Ty Arlint: Hello from Businessolver, and welcome to the first video installment in our four-part series. In this video we will be discussing the Business Models for Pooled Insurance Groups. My name is Ty Arlint, and I’ll be your host. Our goal for this series is to explore how pooled groups can not only use technology but also services to help grow their business and mitigate risk.

I’m joined here by Ryan Eagle, Vice President of Client Success and Ben Pasker, Vice President of Client Operations, and they’re going to talk today about how you can use technology to move your business forward.

Ryan Eagle: Thanks for having us, Ty.

Ty Arlint: You’re welcome. So, Ryan, let’s jump right in. In your role helping pooled insurance groups realize their potential, you’ve picked up some tricks along the way.

Ryan Eagle: Sure, and our point of clarity here with the business models, we’re not talking about VEBA vs. MEWA. We’re actually talking about how a group is structured. How is a pool set up so they know how to work and correlate all their information to a service provider, like Businessolver for example.

Ryan Eagle: So what we’ve seen, Ty, is it’s not really a good, better, best from what we’ve seen in the marketplace today. It’s more of what was the group structure like when it first began? What are they focusing on? Are they focusing on growth? Are they focusing on maturity and retention? Those things come into play when we determine how to set up a service model to support those types of groups. Another thing that we’ve come across is we’ve really been able to fit them into three different buckets. Ben, why don’t you talk about the different buckets that we’ve seen.

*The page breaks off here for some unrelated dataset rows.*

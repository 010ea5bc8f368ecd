//! Macros for export error handling.
//!
//! Shorthands for building and returning [`crate::error::EtlError`] values.

/// Creates an [`crate::error::EtlError`] from error kind and description.
///
/// Accepts an optional dynamic detail (use `detail =` to move an owned [`String`]) and an
/// optional source error.
#[macro_export]
macro_rules! etl_error {
    ($kind:expr, $desc:expr) => {
        $crate::error::EtlError::from(($kind, $desc))
    };
    ($kind:expr, $desc:expr, source: $source:expr) => {
        $crate::error::EtlError::from(($kind, $desc)).with_source($source)
    };
    ($kind:expr, $desc:expr, detail = $detail:expr) => {
        $crate::error::EtlError::from(($kind, $desc, $detail))
    };
    ($kind:expr, $desc:expr, $detail:expr) => {
        $crate::error::EtlError::from(($kind, $desc, $detail.to_string()))
    };
    ($kind:expr, $desc:expr, $detail:expr, source: $source:expr) => {
        $crate::error::EtlError::from(($kind, $desc, $detail.to_string())).with_source($source)
    };
}

/// Creates and returns an [`crate::error::EtlError`] from the current function.
///
/// Supports the same optional detail and source arguments as [`etl_error!`].
#[macro_export]
macro_rules! bail {
    ($kind:expr, $desc:expr) => {
        return ::core::result::Result::Err($crate::etl_error!($kind, $desc))
    };
    ($kind:expr, $desc:expr, detail = $detail:expr) => {
        return ::core::result::Result::Err($crate::etl_error!($kind, $desc, detail = $detail))
    };
    ($kind:expr, $desc:expr, $detail:expr) => {
        return ::core::result::Result::Err($crate::etl_error!($kind, $desc, $detail))
    };
}
use std::future::Future;

use crate::error::EtlResult;
use crate::schema::IndexMapping;
use crate::types::Record;

/// Receives fully built root documents and, once the export has drained, the index mapping.
///
/// Implementations are shared by reference between the sink worker and the pipeline, so they
/// must synchronize their own state.
pub trait Destination {
    /// Returns the name of the destination, used in logs and metric labels.
    fn name() -> &'static str;

    /// Flushes buffered output. Called once after the last record was written.
    fn shutdown(&self) -> impl Future<Output = EtlResult<()>> + Send {
        async { Ok(()) }
    }

    /// Writes one root document.
    fn write_record(&self, record: Record) -> impl Future<Output = EtlResult<()>> + Send;

    /// Writes the index mapping inferred over the whole export.
    fn write_mapping(&self, mapping: &IndexMapping) -> impl Future<Output = EtlResult<()>> + Send;
}
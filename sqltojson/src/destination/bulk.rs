use std::path::Path;

use serde::Serialize;
use sqltojson_config::shared::{FilesConfig, OutputTarget};
use tokio::fs::File;
use tokio::io::{AsyncWrite, AsyncWriteExt, BufWriter};
use tokio::sync::Mutex;
use tracing::info;

use crate::destination::Destination;
use crate::error::{ErrorKind, EtlResult};
use crate::etl_error;
use crate::schema::IndexMapping;
use crate::types::Record;

type DataWriter = BufWriter<Box<dyn AsyncWrite + Send + Unpin>>;

#[derive(Serialize)]
struct ActionTarget<'a> {
    #[serde(rename = "_index")]
    index: &'a str,
    #[serde(rename = "_type")]
    doc_type: &'a str,
}

#[derive(Serialize)]
struct BulkAction<'a> {
    create: ActionTarget<'a>,
}

/// Destination writing newline-delimited bulk ingestion data.
///
/// Every record is preceded by a `{"create": {"_index": .., "_type": ..}}` action header. The data
/// output is opened when the destination is created; the mapping output only when the mapping is
/// written, so a failed export leaves no mapping file behind.
pub struct BulkJsonDestination {
    action: Vec<u8>,
    data: Mutex<DataWriter>,
    mapping_target: OutputTarget,
}

impl BulkJsonDestination {
    /// Opens the data output described by `files`, truncating an existing file.
    pub async fn open(files: &FilesConfig, index: &str, doc_type: &str) -> EtlResult<Self> {
        let writer: Box<dyn AsyncWrite + Send + Unpin> = match files.data_target() {
            OutputTarget::Stdout => Box::new(tokio::io::stdout()),
            OutputTarget::File(path) => Box::new(create_file(&path).await?),
        };

        info!(data = %files.data, mapping = %files.mapping, "opened bulk data output");

        Self::from_writer(writer, files.mapping_target(), index, doc_type)
    }

    /// Creates a destination writing data to `writer`.
    pub fn from_writer(
        writer: Box<dyn AsyncWrite + Send + Unpin>,
        mapping_target: OutputTarget,
        index: &str,
        doc_type: &str,
    ) -> EtlResult<Self> {
        Ok(Self {
            action: encode_action(index, doc_type)?,
            data: Mutex::new(BufWriter::new(writer)),
            mapping_target,
        })
    }
}

impl Destination for BulkJsonDestination {
    fn name() -> &'static str {
        "bulk_json"
    }

    async fn shutdown(&self) -> EtlResult<()> {
        let mut data = self.data.lock().await;
        data.flush().await?;

        Ok(())
    }

    async fn write_record(&self, record: Record) -> EtlResult<()> {
        // Encoded before taking the lock so a failure never leaves a dangling header.
        let pair = encode_bulk_pair(&self.action, &record)?;

        let mut data = self.data.lock().await;
        data.write_all(&pair).await?;

        Ok(())
    }

    async fn write_mapping(&self, mapping: &IndexMapping) -> EtlResult<()> {
        let document = mapping.to_json_pretty()?;

        match &self.mapping_target {
            OutputTarget::Stdout => {
                let mut stdout = tokio::io::stdout();
                stdout.write_all(document.as_bytes()).await?;
                stdout.flush().await?;
            }
            OutputTarget::File(path) => {
                let mut file = create_file(path).await?;
                file.write_all(document.as_bytes()).await?;
                file.flush().await?;

                info!(path = %path.display(), "wrote mapping file");
            }
        }

        Ok(())
    }
}

async fn create_file(path: &Path) -> EtlResult<File> {
    File::create(path).await.map_err(|err| {
        etl_error!(
            ErrorKind::IoError,
            "Failed to create output file",
            format!("{}: {err}", path.display()),
            source: err
        )
    })
}

/// Encodes the action header of every record, newline included.
pub(crate) fn encode_action(index: &str, doc_type: &str) -> EtlResult<Vec<u8>> {
    let action = BulkAction {
        create: ActionTarget { index, doc_type },
    };

    let mut encoded = serde_json::to_vec(&action)?;
    encoded.push(b'\n');

    Ok(encoded)
}

/// Encodes the header and record lines written for one record.
pub(crate) fn encode_bulk_pair(action: &[u8], record: &Record) -> EtlResult<Vec<u8>> {
    let mut encoded = Vec::with_capacity(action.len() + 64 * record.len());
    encoded.extend_from_slice(action);
    serde_json::to_writer(&mut encoded, record)?;
    encoded.push(b'\n');

    Ok(encoded)
}

#[cfg(test)]
mod tests {
    use std::path::PathBuf;

    use serde_json::json;

    use super::*;
    use crate::types::Value;

    fn temp_path(name: &str) -> PathBuf {
        std::env::temp_dir().join(format!("sqltojson-{name}-{}.json", uuid::Uuid::new_v4()))
    }

    #[test]
    fn action_header_names_index_and_type() {
        let action = encode_action("clinic", "patient").unwrap();

        assert_eq!(
            String::from_utf8(action).unwrap(),
            "{\"create\":{\"_index\":\"clinic\",\"_type\":\"patient\"}}\n"
        );
    }

    #[test]
    fn pair_is_two_lines() {
        let action = encode_action("clinic", "patient").unwrap();
        let record: Record = [("id", Value::I32(1)), ("name", Value::from("ada"))]
            .into_iter()
            .collect();

        let pair = String::from_utf8(encode_bulk_pair(&action, &record).unwrap()).unwrap();
        let lines: Vec<&str> = pair.lines().collect();

        assert_eq!(lines.len(), 2);
        assert_eq!(lines[1], r#"{"id":1,"name":"ada"}"#);
    }

    #[tokio::test]
    async fn writes_data_and_mapping_files() {
        let files = FilesConfig {
            data: temp_path("data").display().to_string(),
            mapping: temp_path("mapping").display().to_string(),
        };

        let destination = BulkJsonDestination::open(&files, "clinic", "patient")
            .await
            .unwrap();
        for id in 0..2 {
            let record: Record = [("id", Value::I32(id))].into_iter().collect();
            destination.write_record(record).await.unwrap();
        }
        destination.shutdown().await.unwrap();

        // The mapping file only exists once the mapping is written.
        assert!(!Path::new(&files.mapping).exists());
        destination
            .write_mapping(&IndexMapping::new("patient", Default::default()))
            .await
            .unwrap();

        let data = tokio::fs::read_to_string(&files.data).await.unwrap();
        let values: Vec<serde_json::Value> = data
            .lines()
            .map(|line| serde_json::from_str(line).unwrap())
            .collect();
        assert_eq!(values.len(), 4);
        assert_eq!(
            values[0],
            json!({"create": {"_index": "clinic", "_type": "patient"}})
        );
        assert_eq!(values[3], json!({"id": 1}));

        let mapping = tokio::fs::read_to_string(&files.mapping).await.unwrap();
        let mapping: serde_json::Value = serde_json::from_str(&mapping).unwrap();
        assert_eq!(mapping, json!({"mappings": {"patient": {"properties": {}}}}));

        tokio::fs::remove_file(&files.data).await.unwrap();
        tokio::fs::remove_file(&files.mapping).await.unwrap();
    }
}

Ben Pasker: Yeah sure. My experiences working with these different types of pooled groups, I’ve realized that they fit into three groups. First and foremost is a centralized group. As your members join the pooled group, you have a team that’s employed by the association or trust that really acts as that center point of contact, whether it’s a member issue, a group question, or helping to direct what the trust is moving into. There’s a team employed by the association that really manages all of that activity and acts as that main point of contact.

Ben Pasker: From the other side of the spectrum, we see decentralized associations where they’re all participating and leveraging the pool products for the advantages that those bring to their employees and their groups. However, each individual group within that association is somewhat operating on their own. In terms of employee communication or how they’re leveraging the technology, that can vary drastically with those decentralized groups because there’s a little more freedom to make their own decisions. The third group is somewhere in between or a hybrid of both. Maybe there’s a broker or a consultant that helps fill that centralized point of contact role with the decentralized group and helps manage all the messaging and all the other tasks happening within that group.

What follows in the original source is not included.